Stored data
┌────────

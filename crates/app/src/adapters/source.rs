use anyhow::{Context, Result};
use cinedex_core::domain::Movie;
use cinedex_core::ports::CatalogSource;
use std::fs;
use std::path::{Path, PathBuf};
use tracing::{info, warn};

/// The fixed remote catalog location.
pub const DEFAULT_CATALOG_URL: &str =
    "https://raw.githubusercontent.com/DonH-ITS/jsonfiles/main/moviesemoji.json";

/// Catalog source backed by a one-shot HTTP fetch and a sticky file cache.
///
/// Offline-first: once the cache file exists, `load` reads it and never
/// fetches again. `refresh` is the explicit way to bypass and rewrite it.
pub struct HttpCatalogSource {
    url: String,
    cache_path: PathBuf,
}

impl HttpCatalogSource {
    pub fn new<P: AsRef<Path>>(data_dir: P) -> Self {
        Self::with_url(data_dir, DEFAULT_CATALOG_URL)
    }

    pub fn with_url<P: AsRef<Path>>(data_dir: P, url: &str) -> Self {
        Self {
            url: url.to_string(),
            cache_path: data_dir.as_ref().join("movies.json"),
        }
    }

    pub fn cache_path(&self) -> &Path {
        &self.cache_path
    }

    fn fetch_remote(&self) -> Result<String> {
        info!("Fetching catalog from {}", self.url);
        let response = reqwest::blocking::get(&self.url)
            .with_context(|| format!("Failed to fetch catalog from {}", self.url))?
            .error_for_status()
            .context("Catalog fetch returned an error status")?;
        response.text().context("Failed to read catalog response body")
    }

    /// Write the raw payload verbatim as the cache artifact. A cache write
    /// failure is not fatal to the load that fetched it.
    fn write_cache(&self, payload: &str) {
        if let Some(parent) = self.cache_path.parent() {
            if let Err(e) = fs::create_dir_all(parent) {
                warn!("Failed to create cache directory: {}", e);
                return;
            }
        }
        match fs::write(&self.cache_path, payload) {
            Ok(()) => info!("Catalog cached at {}", self.cache_path.display()),
            Err(e) => warn!("Failed to write catalog cache: {}", e),
        }
    }

    fn parse(payload: &str) -> Result<Vec<Movie>> {
        serde_json::from_str(payload).context("Failed to parse catalog JSON")
    }
}

impl CatalogSource for HttpCatalogSource {
    fn load(&self) -> Result<Vec<Movie>> {
        if self.cache_path.exists() {
            let payload = fs::read_to_string(&self.cache_path).with_context(|| {
                format!("Failed to read catalog cache: {}", self.cache_path.display())
            })?;
            return Self::parse(&payload);
        }

        let payload = self.fetch_remote()?;
        self.write_cache(&payload);
        Self::parse(&payload)
    }

    fn refresh(&self) -> Result<Vec<Movie>> {
        let payload = self.fetch_remote()?;
        self.write_cache(&payload);
        Self::parse(&payload)
    }
}

#[cfg(test)]
mod tests {
    use super::*;
    use tempfile::TempDir;

    // An address nothing listens on, so any accidental fetch fails fast.
    const DEAD_URL: &str = "http://127.0.0.1:9/catalog.json";

    const SAMPLE: &str = r#"[
        {"title": "Heat", "year": 1995, "genre": ["Action", "Crime"],
         "director": "Michael Mann", "rating": 8.3, "emoji": "🔫"}
    ]"#;

    #[test]
    fn test_existing_cache_suppresses_fetch() -> Result<()> {
        let temp_dir = TempDir::new()?;
        let source = HttpCatalogSource::with_url(temp_dir.path(), DEAD_URL);
        fs::write(source.cache_path(), SAMPLE)?;

        // The URL is unreachable; this only succeeds if the cache is used
        let movies = source.load()?;
        assert_eq!(movies.len(), 1);
        assert_eq!(movies[0].title, "Heat");
        Ok(())
    }

    #[test]
    fn test_load_without_cache_or_network_fails() {
        let temp_dir = TempDir::new().unwrap();
        let source = HttpCatalogSource::with_url(temp_dir.path(), DEAD_URL);
        assert!(source.load().is_err());
        // And no cache artifact appears from the failed attempt
        assert!(!source.cache_path().exists());
    }

    #[test]
    fn test_malformed_cache_is_an_error_not_a_panic() -> Result<()> {
        let temp_dir = TempDir::new()?;
        let source = HttpCatalogSource::with_url(temp_dir.path(), DEAD_URL);
        fs::write(source.cache_path(), "not json at all")?;

        assert!(source.load().is_err());
        Ok(())
    }
}
use chrono::{DateTime, Utc};
use serde::{Deserialize, Serialize};

/// Identity of a movie for favorites matching.
///
/// Favorite membership is matched by the (title, year) pair, not by a
/// synthetic id or object identity: the catalog may be reloaded or rebuilt,
/// and a favorites file written against an older catalog instance must still
/// match. The match is exact and case-sensitive.
#[derive(Debug, Clone, PartialEq, Eq, Hash, Serialize, Deserialize)]
pub struct MovieKey {
    pub title: String,
    pub year: i32,
}

impl std::fmt::Display for MovieKey {
    fn fmt(&self, f: &mut std::fmt::Formatter<'_>) -> std::fmt::Result {
        write!(f, "{} ({})", self.title, self.year)
    }
}

/// A single catalog record.
///
/// The serde shape matches the remote catalog JSON (`title`, `year`, `genre`,
/// `director`, `rating`, `emoji`); `IsFavorite` and `DateAdded` are engine
/// additions that default when absent from source data, so raw remote
/// payloads and older favorites files both parse.
#[derive(Debug, Clone, PartialEq, Serialize, Deserialize)]
pub struct Movie {
    pub title: String,
    pub year: i32,
    #[serde(default)]
    pub genre: Vec<String>,
    pub director: String,
    pub rating: f64,
    #[serde(default)]
    pub emoji: String,
    #[serde(rename = "IsFavorite", default)]
    pub is_favorite: bool,
    #[serde(rename = "DateAdded", default)]
    pub date_added: Option<DateTime<Utc>>,
}

impl Movie {
    /// The (title, year) identity used for favorites matching.
    pub fn key(&self) -> MovieKey {
        MovieKey {
            title: self.title.clone(),
            year: self.year,
        }
    }

    /// Genres joined with ", " - the form used for searching and for
    /// top-genre grouping.
    pub fn genre_string(&self) -> String {
        self.genre.join(", ")
    }

    /// Stamp `DateAdded` if it has never been set.
    ///
    /// Set exactly once, at first load; later reloads must not regress it.
    pub fn stamp_date_added(&mut self, now: DateTime<Utc>) {
        if self.date_added.is_none() {
            self.date_added = Some(now);
        }
    }
}

impl std::fmt::Display for Movie {
    fn fmt(&self, f: &mut std::fmt::Formatter<'_>) -> std::fmt::Result {
        write!(f, "{} {} ({})", self.emoji, self.title, self.year)
    }
}

#[cfg(test)]
mod tests {
    use super::*;
    use chrono::TimeZone;

    fn movie(title: &str, year: i32) -> Movie {
        Movie {
            title: title.to_string(),
            year,
            genre: vec!["Action".to_string(), "Sci-Fi".to_string()],
            director: "Someone".to_string(),
            rating: 7.5,
            emoji: "🎬".to_string(),
            is_favorite: false,
            date_added: None,
        }
    }

    #[test]
    fn test_genre_string_joins_with_comma_space() {
        assert_eq!(movie("Dune", 2021).genre_string(), "Action, Sci-Fi");

        let mut empty = movie("Dune", 2021);
        empty.genre.clear();
        assert_eq!(empty.genre_string(), "");
    }

    #[test]
    fn test_key_matches_by_title_and_year() {
        let a = movie("Dune", 2021);
        let mut b = movie("Dune", 2021);
        b.director = "Someone Else".to_string();
        b.rating = 1.0;
        assert_eq!(a.key(), b.key());

        let remake = movie("Dune", 1984);
        assert_ne!(a.key(), remake.key());
    }

    #[test]
    fn test_date_added_stamped_exactly_once() {
        let first = Utc.with_ymd_and_hms(2024, 1, 1, 12, 0, 0).unwrap();
        let later = Utc.with_ymd_and_hms(2025, 6, 1, 12, 0, 0).unwrap();

        let mut m = movie("Dune", 2021);
        m.stamp_date_added(first);
        assert_eq!(m.date_added, Some(first));

        // A reload must not regress the original stamp
        m.stamp_date_added(later);
        assert_eq!(m.date_added, Some(first));
    }

    #[test]
    fn test_parses_raw_catalog_record() {
        let json = r#"{
            "title": "The Matrix",
            "year": 1999,
            "genre": ["Action", "Sci-Fi"],
            "director": "The Wachowskis",
            "rating": 8.7,
            "emoji": "🕶️"
        }"#;

        let m: Movie = serde_json::from_str(json).unwrap();
        assert_eq!(m.title, "The Matrix");
        assert_eq!(m.year, 1999);
        assert!(!m.is_favorite);
        assert!(m.date_added.is_none());
    }
}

└────────

» **Task instructions**:
Above are the entries; copy every line among them that contains the word "Matrix".

» **Written response**:
            "title": "The Matrix",
        assert_eq!(m.title, "The Matrix");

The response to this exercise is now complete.